Assigned task –
Check each line of the data, and copy those where "grabbed" appears.

[Saved data entries]
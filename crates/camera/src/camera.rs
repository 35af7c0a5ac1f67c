use glam::{DVec2, Mat4};
use workshop_common::CameraConfig;

/// Zoom step applied by [`Camera::zoom_out`] and [`Camera::scroll`].
const ZOOM_STEP: f64 = 1.1;
/// Keyboard zoom-in factor. Not the reciprocal of [`ZOOM_STEP`].
const KEY_ZOOM_IN_FACTOR: f64 = 0.9;

/// Errors from mapping through a camera whose view cannot be inverted.
#[derive(Debug, Clone, Copy, PartialEq, thiserror::Error)]
pub enum CameraError {
    #[error("degenerate viewport {width}x{height}")]
    DegenerateViewport { width: u32, height: u32 },
    #[error("zoom must be positive and finite, got {0}")]
    NonPositiveZoom(f64),
    #[error("view does not cover a finite, non-empty world region")]
    UnboundedView,
}

/// What the camera is looking at and through which window.
///
/// Mutated by user interaction (pan, zoom) and by window resizes.
#[derive(Debug, Clone, Copy, PartialEq)]
pub struct ViewState {
    /// World point mapped to the middle of the viewport.
    pub center: DVec2,
    /// Multiplier on the visible half-extents. Larger shows more world.
    pub zoom: f64,
    /// Viewport size in pixels.
    pub width: u32,
    pub height: u32,
}

impl ViewState {
    pub fn new(center: DVec2, zoom: f64, width: u32, height: u32) -> Self {
        Self {
            center,
            zoom,
            width,
            height,
        }
    }

    /// Check that the mapping through this view is well defined.
    pub fn check(&self) -> Result<(), CameraError> {
        if self.width == 0 || self.height == 0 {
            return Err(CameraError::DegenerateViewport {
                width: self.width,
                height: self.height,
            });
        }
        if !(self.zoom > 0.0 && self.zoom.is_finite()) {
            return Err(CameraError::NonPositiveZoom(self.zoom));
        }
        Ok(())
    }
}

/// 2D camera mapping between screen pixels and world units.
///
/// Screen space has its origin at the top-left with Y pointing down, as the
/// windowing system reports it. World space has Y pointing up. At zoom 1 the
/// viewport shows `2 * base_half_height` world units vertically; the
/// horizontal extent follows the aspect ratio so nothing is stretched.
#[derive(Debug, Clone)]
pub struct Camera {
    pub view: ViewState,
    base_half_height: f64,
    min_zoom: f64,
    max_zoom: f64,
    home_center: DVec2,
    home_zoom: f64,
}

impl Default for Camera {
    fn default() -> Self {
        Self::new(&CameraConfig::default(), 1280, 800)
    }
}

impl Camera {
    /// Create a camera framed as `config` describes, for a `width` x `height` viewport.
    ///
    /// Unusable zoom limits are replaced by the defaults.
    pub fn new(config: &CameraConfig, width: u32, height: u32) -> Self {
        let (min_zoom, max_zoom) = if config.zoom_limits_valid() {
            (config.min_zoom, config.max_zoom)
        } else {
            tracing::warn!(
                min_zoom = config.min_zoom,
                max_zoom = config.max_zoom,
                "invalid zoom limits, using defaults"
            );
            (CameraConfig::DEFAULT_MIN_ZOOM, CameraConfig::DEFAULT_MAX_ZOOM)
        };
        Self {
            view: ViewState::new(config.center, config.zoom, width, height),
            base_half_height: config.base_half_height,
            min_zoom,
            max_zoom,
            home_center: config.center,
            home_zoom: config.zoom,
        }
    }

    pub fn center(&self) -> DVec2 {
        self.view.center
    }

    pub fn zoom(&self) -> f64 {
        self.view.zoom
    }

    pub fn size(&self) -> (u32, u32) {
        (self.view.width, self.view.height)
    }

    pub fn base_half_height(&self) -> f64 {
        self.base_half_height
    }

    /// True when the viewport cannot be mapped (e.g. the window is minimized).
    pub fn is_degenerate(&self) -> bool {
        self.bounds().is_err()
    }

    /// Return to the framing the camera was created with. With the default
    /// config that is center (0, 20) at zoom 1.
    pub fn reset_view(&mut self) {
        self.view.center = self.home_center;
        self.view.zoom = self.home_zoom;
        tracing::debug!(center = ?self.home_center, zoom = self.home_zoom, "view reset");
    }

    /// Track a new window size. Zero sizes are stored as-is; mapping then
    /// reports [`CameraError::DegenerateViewport`] until the window comes back.
    pub fn resize(&mut self, width: u32, height: u32) {
        self.view.width = width;
        self.view.height = height;
    }

    /// Half-width and half-height of the visible world region.
    pub fn extents(&self) -> Result<DVec2, CameraError> {
        self.view.check()?;
        let ratio = self.view.width as f64 / self.view.height as f64;
        Ok(DVec2::new(ratio * self.base_half_height, self.base_half_height) * self.view.zoom)
    }

    /// Lower-left and upper-right corners of the visible world region.
    pub fn bounds(&self) -> Result<(DVec2, DVec2), CameraError> {
        let extents = self.extents()?;
        if !(extents.x > 0.0 && extents.y > 0.0) {
            return Err(CameraError::DegenerateViewport {
                width: self.view.width,
                height: self.view.height,
            });
        }
        let lower = self.view.center - extents;
        let upper = self.view.center + extents;
        let span = upper - lower;
        // Overflowed extents or a huge center would make the mapping NaN.
        if !(lower.is_finite() && upper.is_finite() && span.is_finite())
            || !(span.x > 0.0 && span.y > 0.0)
        {
            return Err(CameraError::UnboundedView);
        }
        Ok((lower, upper))
    }

    /// Map a pixel position to the world point under it.
    pub fn screen_to_world(&self, screen: DVec2) -> Result<DVec2, CameraError> {
        let (lower, upper) = self.bounds()?;
        let w = self.view.width as f64;
        let h = self.view.height as f64;
        let u = screen.x / w;
        let v = (h - screen.y) / h;

        Ok(DVec2::new(
            (1.0 - u) * lower.x + u * upper.x,
            (1.0 - v) * lower.y + v * upper.y,
        ))
    }

    /// Map a world point to the pixel position it is drawn at.
    pub fn world_to_screen(&self, world: DVec2) -> Result<DVec2, CameraError> {
        let (lower, upper) = self.bounds()?;
        let w = self.view.width as f64;
        let h = self.view.height as f64;
        let u = (world.x - lower.x) / (upper.x - lower.x);
        let v = (world.y - lower.y) / (upper.y - lower.y);

        Ok(DVec2::new(u * w, (1.0 - v) * h))
    }

    /// Orthographic projection of the visible region onto clip space.
    ///
    /// `z_bias` lands in the translation Z component so overlays can be drawn
    /// in front of or behind the scene.
    pub fn projection_matrix(&self, z_bias: f32) -> Result<Mat4, CameraError> {
        let (lower, upper) = self.bounds()?;
        let span = upper - lower;
        #[rustfmt::skip]
        let m = [
            (2.0 / span.x) as f32, 0.0, 0.0, 0.0,
            0.0, (2.0 / span.y) as f32, 0.0, 0.0,
            0.0, 0.0, 1.0, 0.0,
            (-(upper.x + lower.x) / span.x) as f32, (-(upper.y + lower.y) / span.y) as f32, z_bias, 1.0,
        ];
        Ok(Mat4::from_cols_array(&m))
    }

    /// Move the view by `delta` world units.
    pub fn pan(&mut self, delta: DVec2) {
        self.view.center += delta;
    }

    /// Pan so the world point that was under `from` ends up under `to`.
    pub fn drag_pan(&mut self, from: DVec2, to: DVec2) -> Result<(), CameraError> {
        let grabbed = self.screen_to_world(from)?;
        let now_under = self.screen_to_world(to)?;
        self.view.center += grabbed - now_under;
        Ok(())
    }

    /// Show less world (keyboard zoom).
    pub fn zoom_in(&mut self) {
        self.set_zoom(self.view.zoom * KEY_ZOOM_IN_FACTOR);
    }

    /// Show more world (keyboard zoom).
    pub fn zoom_out(&mut self) {
        self.set_zoom(self.view.zoom * ZOOM_STEP);
    }

    /// Mouse wheel zoom: scrolling up (positive) zooms in.
    pub fn scroll(&mut self, delta: f64) {
        if delta > 0.0 {
            self.set_zoom(self.view.zoom / ZOOM_STEP);
        } else if delta < 0.0 {
            self.set_zoom(self.view.zoom * ZOOM_STEP);
        }
    }

    /// Set the zoom, clamped to the configured limits.
    pub fn set_zoom(&mut self, zoom: f64) {
        self.view.zoom = zoom.clamp(self.min_zoom, self.max_zoom);
    }
}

Exercise solution –
        let grabbed = self.screen_to_world(from)?;
        self.view.center += grabbed - now_under;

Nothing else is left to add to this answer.